Orewa College has told its school community that all Year 9 pupils from 2012 will need to have their own portable computer and have recommended the purchase of a Apple ipad.  Not unpredictably, there has been significant adverse comment.  And quite frankly, I wouldn’t want to be a teacher of Year 9 at Orewa College in 2012 and especially not the poor person in charge of IT there next year!

The issue of laptops in schools has three components: redundancy, access and teaching style.

Redundancy – the useful life of a computer is about three years.  After that, its operating speed and memory capacity mean that it is increasingly compromised in terms upload/download/display of multimedia files and the level of software that can be used.  The capital cost to a school of continually upgrading its computer stock in a three-year cycle is enormous and very often beyond the capacity of a state school.  There is little if any specific funding for this; most of such funds are locally raised.

Access – how does a school provide sufficient electronic access to the teaching resources and the internet such that all pupils who need it have it available when they need it?  Particularly in secondary schools, the computer laboratory is the current answer; most secondary schools have several.  In primary schools most have no computer lab, just a number of computers in groups scattered throughout the classrooms.  Neither of these solutions provides the right level of access for most classes.

If your secondary school subject is timetabled for the computer lab for every period, you are sweet, but if you have to book the lab, your programme delivery is subject to the vagaries of the booking system and the demands on the resource.  Where computers are distributed around classrooms you have the best and the worst situation; continuously available resource, but insufficient of it to use in any really meaningfully constructive manner.

The advent of the laptop has caused some school to create mobile labs of laptops which can be booked and used in any space or even outside.  That removes the need to dedicate a space for a computer lab (a huge cost in itself) but the issues of booking and availability are just the same as having a computer lab; and add to this there is damage cost factor in continually moving them about the school.

Teaching style – a computer in front of each pupil alters the spectrum of teaching styles that are available to the teacher.  Now, truly interactive learning is possible…but only possible.  The presence of the computer is just the first step.  Even teaching the pupil how to use the computer will not change the teaching mode.  What is required is for the teacher to alter the entire mode of interaction with the pupil, and with available electronic resources, to unlease the power of the computer to make the learning interactive. In this regard, there is a conundrum.  Before you can expect the teacher to significantly change teaching mode, to retrain, and to convert resources from a paper-base to an electronic base, the infalliable and personalised use of a computer by each pupil is required. Not timetabled or booked, but continuously and personally available including outside the teaching time.

Enter the affordable laptop/notebook/ipad.
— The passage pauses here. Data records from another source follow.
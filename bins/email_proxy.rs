#[path = "launcher.rs"]
mod launcher;

fn main() -> std::process::ExitCode {
    launcher::launch("email-proxy", server::run_email)
}
pub mod errors;
pub mod routes;
pub mod startup;
pub mod state;

pub use startup::{run_email, run_lookup};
If each pupil provides their own, the issues of redundancy and access are largely removed – note, largely!  The elephant in the room is the presumption that the school has the infrastructure and technical-support resource to ensure that every laptop brought into the school can connect to the school’s network, can do so without compromising the school’s network security, and can be fixed when something goes wrong (especially at the software level).  This elephant is enormous!

But if you can minimise this elephant with clever software and sufficient technical-support resource, another elephant springs into sight!  Do all the laptops have all the software loaded that the teaching programme requires, which operating system platform(s) (Apple/Windows/Linux) will be supported, and who owns the licences to this software; the pupil or the school?  The rising availability of web-based applications and cloud computing are reducing this elephant but it still requires a very significant thinking-through and solution-finding by the school of the issues involved.  Theoretically, it should not matter if you use a Windows-based computer or and iPad as both will generally save files in a format that can be read by the other.  But watching my wife endeavour to work collaboratively with others in an electronic distance-learning environment makes me realise that there is a great deal of IT-savvy required for this to be a reality in practice.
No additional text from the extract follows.